TASK STATEMENT: In the records below, find each line with the word "CalendarSettings" and copy it.

(Dataset entries)
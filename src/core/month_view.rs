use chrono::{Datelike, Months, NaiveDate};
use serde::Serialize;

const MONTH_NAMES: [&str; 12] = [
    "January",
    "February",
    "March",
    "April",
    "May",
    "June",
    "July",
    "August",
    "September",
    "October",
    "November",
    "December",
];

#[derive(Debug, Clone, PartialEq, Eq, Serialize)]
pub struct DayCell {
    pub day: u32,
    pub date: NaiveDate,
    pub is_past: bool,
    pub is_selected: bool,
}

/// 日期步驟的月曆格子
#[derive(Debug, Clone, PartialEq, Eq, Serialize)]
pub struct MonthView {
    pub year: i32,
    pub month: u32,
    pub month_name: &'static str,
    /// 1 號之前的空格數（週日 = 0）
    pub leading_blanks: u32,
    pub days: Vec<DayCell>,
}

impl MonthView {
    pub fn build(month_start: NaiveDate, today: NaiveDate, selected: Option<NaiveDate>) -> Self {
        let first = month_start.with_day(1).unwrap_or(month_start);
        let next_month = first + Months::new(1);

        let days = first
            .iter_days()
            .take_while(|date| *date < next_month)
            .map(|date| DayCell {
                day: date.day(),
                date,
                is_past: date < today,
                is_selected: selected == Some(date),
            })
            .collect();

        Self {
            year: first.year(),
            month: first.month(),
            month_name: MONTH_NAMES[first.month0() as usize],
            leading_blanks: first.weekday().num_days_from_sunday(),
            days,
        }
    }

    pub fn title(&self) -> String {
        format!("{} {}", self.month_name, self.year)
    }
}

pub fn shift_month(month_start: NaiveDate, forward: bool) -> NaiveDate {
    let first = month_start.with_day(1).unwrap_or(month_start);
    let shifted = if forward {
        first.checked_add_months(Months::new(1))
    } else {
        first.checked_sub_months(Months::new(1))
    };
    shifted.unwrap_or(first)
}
==
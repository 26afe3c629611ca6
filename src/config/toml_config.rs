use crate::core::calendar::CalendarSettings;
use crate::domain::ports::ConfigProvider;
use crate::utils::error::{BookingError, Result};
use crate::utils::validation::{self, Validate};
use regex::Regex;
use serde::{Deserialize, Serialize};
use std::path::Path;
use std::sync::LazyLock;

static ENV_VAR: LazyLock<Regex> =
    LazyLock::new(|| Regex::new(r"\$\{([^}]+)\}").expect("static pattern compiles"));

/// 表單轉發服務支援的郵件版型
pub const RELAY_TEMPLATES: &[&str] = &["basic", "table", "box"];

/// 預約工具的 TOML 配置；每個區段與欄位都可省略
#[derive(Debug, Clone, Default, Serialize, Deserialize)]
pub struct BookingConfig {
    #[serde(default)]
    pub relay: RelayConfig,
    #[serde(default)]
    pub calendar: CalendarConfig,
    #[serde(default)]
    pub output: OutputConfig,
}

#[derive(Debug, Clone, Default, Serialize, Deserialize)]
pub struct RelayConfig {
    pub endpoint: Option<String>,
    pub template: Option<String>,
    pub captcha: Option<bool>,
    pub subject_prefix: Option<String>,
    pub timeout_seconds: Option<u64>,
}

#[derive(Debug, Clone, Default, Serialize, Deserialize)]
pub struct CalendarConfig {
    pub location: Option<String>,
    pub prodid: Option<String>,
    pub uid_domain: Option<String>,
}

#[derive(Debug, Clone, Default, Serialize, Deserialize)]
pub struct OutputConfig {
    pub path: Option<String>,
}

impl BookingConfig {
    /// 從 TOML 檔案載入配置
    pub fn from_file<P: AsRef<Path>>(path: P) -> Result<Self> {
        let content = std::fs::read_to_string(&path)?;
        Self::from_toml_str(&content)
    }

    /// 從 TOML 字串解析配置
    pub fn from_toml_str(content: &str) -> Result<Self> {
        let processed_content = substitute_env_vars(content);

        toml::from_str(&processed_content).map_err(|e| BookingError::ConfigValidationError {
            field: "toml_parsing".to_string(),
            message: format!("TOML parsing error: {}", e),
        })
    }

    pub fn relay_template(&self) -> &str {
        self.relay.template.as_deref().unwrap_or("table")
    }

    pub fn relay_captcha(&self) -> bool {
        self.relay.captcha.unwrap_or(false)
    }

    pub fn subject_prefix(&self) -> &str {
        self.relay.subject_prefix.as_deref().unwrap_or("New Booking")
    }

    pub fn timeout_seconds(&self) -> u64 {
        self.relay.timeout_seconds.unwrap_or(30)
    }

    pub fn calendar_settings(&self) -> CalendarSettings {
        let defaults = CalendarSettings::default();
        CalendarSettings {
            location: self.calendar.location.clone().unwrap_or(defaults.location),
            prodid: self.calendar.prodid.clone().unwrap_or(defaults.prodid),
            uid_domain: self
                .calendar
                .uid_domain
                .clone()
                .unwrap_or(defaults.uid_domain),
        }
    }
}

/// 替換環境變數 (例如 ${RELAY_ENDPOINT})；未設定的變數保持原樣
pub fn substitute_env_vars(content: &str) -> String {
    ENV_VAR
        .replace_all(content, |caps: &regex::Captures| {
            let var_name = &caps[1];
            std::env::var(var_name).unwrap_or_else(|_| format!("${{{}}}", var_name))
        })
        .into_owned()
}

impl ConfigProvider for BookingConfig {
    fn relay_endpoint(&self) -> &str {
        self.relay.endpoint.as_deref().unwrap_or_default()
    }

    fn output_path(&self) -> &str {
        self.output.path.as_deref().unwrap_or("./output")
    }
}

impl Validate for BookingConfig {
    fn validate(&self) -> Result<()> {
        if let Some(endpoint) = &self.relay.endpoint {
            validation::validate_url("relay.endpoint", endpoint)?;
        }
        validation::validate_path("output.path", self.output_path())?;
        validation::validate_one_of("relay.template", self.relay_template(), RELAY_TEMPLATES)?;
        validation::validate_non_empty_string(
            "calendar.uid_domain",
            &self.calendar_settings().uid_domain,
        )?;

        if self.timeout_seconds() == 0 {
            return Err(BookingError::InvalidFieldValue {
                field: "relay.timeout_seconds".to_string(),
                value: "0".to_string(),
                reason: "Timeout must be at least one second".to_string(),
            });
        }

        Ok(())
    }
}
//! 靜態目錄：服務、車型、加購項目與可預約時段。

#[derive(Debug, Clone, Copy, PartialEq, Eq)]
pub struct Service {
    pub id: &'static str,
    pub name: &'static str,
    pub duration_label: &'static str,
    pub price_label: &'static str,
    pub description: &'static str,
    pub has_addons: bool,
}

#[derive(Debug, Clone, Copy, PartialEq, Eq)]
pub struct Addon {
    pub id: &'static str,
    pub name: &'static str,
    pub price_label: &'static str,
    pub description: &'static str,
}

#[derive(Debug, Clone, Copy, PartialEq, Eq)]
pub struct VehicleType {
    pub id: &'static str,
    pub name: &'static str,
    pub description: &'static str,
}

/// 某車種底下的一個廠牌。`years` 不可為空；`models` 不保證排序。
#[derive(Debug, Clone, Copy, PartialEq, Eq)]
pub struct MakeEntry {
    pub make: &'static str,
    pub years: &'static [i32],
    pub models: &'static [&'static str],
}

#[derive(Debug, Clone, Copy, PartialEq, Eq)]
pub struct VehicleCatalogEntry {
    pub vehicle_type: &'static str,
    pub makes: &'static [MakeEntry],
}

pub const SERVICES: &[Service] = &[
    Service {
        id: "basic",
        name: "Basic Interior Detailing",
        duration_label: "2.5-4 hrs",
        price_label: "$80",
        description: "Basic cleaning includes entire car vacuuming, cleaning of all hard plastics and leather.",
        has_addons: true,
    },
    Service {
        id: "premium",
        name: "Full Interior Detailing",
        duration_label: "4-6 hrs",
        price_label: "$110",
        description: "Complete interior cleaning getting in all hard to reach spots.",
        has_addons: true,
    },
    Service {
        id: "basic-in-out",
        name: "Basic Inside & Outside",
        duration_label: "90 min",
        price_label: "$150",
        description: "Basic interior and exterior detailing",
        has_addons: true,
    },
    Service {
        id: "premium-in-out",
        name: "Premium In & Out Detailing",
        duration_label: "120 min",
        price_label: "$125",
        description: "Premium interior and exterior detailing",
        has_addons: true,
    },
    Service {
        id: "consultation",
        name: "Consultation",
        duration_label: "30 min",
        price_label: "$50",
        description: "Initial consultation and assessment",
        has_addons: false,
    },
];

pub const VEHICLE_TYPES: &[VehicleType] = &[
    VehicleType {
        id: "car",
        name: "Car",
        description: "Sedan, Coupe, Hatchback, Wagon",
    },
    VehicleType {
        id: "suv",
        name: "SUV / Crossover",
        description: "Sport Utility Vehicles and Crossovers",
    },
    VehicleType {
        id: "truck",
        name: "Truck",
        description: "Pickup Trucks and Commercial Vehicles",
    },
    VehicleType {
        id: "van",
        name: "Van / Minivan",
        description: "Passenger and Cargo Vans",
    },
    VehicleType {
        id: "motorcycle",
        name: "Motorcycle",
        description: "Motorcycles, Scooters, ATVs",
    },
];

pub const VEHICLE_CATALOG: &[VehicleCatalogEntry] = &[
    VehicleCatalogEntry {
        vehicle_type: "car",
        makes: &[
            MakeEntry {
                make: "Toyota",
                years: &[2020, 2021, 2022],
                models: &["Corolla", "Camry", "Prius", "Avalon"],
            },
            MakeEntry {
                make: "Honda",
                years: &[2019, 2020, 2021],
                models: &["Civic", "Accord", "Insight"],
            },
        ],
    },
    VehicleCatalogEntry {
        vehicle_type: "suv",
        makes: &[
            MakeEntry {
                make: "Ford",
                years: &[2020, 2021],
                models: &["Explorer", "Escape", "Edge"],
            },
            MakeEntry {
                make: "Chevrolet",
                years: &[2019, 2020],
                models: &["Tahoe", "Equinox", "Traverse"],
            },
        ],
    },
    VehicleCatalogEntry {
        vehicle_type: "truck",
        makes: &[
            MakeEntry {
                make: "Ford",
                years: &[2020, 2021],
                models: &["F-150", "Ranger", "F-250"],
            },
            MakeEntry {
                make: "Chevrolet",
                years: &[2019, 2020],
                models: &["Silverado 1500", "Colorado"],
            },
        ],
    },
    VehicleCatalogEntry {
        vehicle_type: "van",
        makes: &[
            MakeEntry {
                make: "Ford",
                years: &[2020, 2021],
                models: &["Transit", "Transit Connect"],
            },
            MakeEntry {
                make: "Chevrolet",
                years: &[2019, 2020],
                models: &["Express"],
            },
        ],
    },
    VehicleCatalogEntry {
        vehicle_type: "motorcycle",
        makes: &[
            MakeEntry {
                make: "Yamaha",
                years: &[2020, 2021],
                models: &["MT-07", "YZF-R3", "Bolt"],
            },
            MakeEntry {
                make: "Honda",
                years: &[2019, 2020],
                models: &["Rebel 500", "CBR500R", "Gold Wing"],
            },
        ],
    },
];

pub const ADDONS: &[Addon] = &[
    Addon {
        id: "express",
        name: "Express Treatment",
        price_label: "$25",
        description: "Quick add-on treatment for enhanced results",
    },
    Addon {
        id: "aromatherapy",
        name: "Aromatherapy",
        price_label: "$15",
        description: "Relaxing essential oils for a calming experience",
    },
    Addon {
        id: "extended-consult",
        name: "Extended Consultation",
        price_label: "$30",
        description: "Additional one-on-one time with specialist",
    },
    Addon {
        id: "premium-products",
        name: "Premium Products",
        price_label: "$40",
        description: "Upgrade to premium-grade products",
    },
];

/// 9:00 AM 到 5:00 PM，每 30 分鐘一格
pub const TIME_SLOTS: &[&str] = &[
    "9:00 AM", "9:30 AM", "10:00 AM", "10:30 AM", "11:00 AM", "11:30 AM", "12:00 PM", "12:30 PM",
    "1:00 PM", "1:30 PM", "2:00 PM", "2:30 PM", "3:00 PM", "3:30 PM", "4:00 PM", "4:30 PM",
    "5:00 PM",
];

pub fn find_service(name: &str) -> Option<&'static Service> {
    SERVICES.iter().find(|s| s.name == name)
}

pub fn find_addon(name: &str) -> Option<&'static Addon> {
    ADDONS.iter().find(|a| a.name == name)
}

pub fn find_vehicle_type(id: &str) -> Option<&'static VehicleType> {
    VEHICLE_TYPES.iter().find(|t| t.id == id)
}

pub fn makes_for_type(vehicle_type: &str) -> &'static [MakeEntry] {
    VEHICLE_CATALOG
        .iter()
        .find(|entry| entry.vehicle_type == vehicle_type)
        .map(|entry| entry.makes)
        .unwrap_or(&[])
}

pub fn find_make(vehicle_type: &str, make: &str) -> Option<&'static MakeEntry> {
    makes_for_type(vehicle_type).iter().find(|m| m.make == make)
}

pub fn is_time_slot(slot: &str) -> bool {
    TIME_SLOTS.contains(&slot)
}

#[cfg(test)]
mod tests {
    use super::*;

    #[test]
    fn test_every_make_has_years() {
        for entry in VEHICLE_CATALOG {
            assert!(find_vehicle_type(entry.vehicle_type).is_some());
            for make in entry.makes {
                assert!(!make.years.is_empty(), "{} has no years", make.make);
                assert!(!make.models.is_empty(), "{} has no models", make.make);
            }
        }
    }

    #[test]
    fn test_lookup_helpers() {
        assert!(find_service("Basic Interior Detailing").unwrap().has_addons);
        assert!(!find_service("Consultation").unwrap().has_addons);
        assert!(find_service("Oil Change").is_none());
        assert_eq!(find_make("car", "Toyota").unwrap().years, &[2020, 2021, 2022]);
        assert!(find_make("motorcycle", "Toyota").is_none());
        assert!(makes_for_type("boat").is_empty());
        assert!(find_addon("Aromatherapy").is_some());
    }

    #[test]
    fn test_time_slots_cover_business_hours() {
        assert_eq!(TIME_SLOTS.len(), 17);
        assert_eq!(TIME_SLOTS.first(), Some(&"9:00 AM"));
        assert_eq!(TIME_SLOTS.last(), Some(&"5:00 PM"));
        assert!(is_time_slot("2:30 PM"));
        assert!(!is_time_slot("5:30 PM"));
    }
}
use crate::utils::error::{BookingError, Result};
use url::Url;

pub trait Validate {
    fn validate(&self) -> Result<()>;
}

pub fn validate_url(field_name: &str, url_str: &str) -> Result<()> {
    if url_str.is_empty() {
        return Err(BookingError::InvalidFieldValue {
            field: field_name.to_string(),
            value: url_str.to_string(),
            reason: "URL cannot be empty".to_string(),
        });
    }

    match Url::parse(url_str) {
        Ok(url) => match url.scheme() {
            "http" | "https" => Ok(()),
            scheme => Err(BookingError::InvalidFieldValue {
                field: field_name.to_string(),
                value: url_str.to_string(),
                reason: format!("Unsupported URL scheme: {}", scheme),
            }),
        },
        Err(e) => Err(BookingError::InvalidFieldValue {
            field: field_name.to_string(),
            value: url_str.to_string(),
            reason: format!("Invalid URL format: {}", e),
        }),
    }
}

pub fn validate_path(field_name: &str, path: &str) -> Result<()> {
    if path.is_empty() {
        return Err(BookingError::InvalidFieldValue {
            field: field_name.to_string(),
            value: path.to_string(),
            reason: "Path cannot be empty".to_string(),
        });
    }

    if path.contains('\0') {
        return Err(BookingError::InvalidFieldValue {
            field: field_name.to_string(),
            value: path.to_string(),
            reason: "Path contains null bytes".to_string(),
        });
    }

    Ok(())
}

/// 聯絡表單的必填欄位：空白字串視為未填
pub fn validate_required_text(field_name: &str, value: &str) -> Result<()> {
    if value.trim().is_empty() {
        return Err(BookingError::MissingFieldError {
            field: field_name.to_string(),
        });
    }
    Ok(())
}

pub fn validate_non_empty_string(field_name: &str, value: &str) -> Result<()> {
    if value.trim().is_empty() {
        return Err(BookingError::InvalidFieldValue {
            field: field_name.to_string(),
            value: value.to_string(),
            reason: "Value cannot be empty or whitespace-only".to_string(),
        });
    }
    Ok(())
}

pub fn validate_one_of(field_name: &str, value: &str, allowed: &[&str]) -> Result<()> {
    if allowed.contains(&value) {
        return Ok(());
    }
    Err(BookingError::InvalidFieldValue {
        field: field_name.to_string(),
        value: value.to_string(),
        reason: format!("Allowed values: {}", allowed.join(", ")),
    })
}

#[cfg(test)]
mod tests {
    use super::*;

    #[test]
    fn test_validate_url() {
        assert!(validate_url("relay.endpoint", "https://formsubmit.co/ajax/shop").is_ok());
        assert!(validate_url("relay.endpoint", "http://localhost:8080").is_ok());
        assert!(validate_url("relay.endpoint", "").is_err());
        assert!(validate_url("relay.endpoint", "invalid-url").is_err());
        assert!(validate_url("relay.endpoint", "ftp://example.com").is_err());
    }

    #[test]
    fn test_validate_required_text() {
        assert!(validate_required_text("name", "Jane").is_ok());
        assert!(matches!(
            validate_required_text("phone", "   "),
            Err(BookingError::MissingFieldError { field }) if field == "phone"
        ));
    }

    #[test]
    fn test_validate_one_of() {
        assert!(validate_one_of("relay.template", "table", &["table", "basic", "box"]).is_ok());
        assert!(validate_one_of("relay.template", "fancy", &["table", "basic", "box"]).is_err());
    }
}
--
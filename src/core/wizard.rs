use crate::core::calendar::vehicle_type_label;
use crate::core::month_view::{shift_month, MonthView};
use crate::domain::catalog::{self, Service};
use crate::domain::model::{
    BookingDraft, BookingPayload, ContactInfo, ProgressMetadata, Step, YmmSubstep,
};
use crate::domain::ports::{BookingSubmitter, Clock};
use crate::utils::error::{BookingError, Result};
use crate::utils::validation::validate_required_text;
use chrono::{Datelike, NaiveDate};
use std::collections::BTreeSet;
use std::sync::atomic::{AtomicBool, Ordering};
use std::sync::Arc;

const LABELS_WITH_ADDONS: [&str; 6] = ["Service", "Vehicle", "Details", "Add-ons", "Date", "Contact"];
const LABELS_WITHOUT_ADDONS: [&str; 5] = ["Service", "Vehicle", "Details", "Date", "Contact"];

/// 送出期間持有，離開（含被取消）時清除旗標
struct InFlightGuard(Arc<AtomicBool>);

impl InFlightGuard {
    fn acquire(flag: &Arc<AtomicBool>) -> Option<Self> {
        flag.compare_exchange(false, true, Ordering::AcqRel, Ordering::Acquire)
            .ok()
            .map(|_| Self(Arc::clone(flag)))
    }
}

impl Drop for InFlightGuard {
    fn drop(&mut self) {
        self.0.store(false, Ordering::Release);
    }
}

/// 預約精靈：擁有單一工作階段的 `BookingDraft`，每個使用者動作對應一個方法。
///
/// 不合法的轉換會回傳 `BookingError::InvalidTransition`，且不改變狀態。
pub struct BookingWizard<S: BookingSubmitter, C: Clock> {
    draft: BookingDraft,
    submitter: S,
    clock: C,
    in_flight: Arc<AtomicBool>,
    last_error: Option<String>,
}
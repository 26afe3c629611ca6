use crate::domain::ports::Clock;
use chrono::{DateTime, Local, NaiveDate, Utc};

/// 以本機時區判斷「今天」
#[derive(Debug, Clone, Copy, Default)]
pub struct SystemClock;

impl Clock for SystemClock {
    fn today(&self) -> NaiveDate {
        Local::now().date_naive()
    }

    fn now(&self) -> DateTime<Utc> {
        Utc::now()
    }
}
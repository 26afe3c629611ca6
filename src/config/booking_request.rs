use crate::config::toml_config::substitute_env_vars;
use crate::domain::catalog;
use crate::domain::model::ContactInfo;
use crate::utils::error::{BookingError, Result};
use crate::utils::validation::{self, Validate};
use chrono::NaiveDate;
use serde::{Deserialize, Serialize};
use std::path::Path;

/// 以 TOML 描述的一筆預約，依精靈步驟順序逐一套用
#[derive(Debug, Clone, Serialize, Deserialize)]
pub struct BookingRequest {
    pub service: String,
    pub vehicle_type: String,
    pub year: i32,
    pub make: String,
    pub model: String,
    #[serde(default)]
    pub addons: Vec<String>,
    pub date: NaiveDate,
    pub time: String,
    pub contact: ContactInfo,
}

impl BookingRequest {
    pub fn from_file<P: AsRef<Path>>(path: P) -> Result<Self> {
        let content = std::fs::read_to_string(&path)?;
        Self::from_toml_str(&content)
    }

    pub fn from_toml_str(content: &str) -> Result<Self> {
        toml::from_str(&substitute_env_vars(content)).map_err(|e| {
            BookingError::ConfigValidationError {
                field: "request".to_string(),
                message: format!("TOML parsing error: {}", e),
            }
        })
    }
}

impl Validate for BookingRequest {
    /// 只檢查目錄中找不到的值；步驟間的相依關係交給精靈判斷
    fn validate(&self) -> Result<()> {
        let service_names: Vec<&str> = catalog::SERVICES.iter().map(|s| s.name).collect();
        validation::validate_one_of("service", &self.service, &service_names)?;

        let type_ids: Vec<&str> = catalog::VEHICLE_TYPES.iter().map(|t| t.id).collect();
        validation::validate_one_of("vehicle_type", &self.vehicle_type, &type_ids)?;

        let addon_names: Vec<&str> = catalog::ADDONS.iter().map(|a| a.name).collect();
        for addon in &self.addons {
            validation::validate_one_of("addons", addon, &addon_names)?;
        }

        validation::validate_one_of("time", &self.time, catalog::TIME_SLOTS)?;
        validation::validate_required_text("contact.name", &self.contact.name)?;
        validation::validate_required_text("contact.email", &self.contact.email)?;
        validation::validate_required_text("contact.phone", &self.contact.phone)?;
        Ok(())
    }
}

TASK ANSWER:
use crate::core::calendar::CalendarSettings;
    pub fn calendar_settings(&self) -> CalendarSettings {
        let defaults = CalendarSettings::default();
        CalendarSettings {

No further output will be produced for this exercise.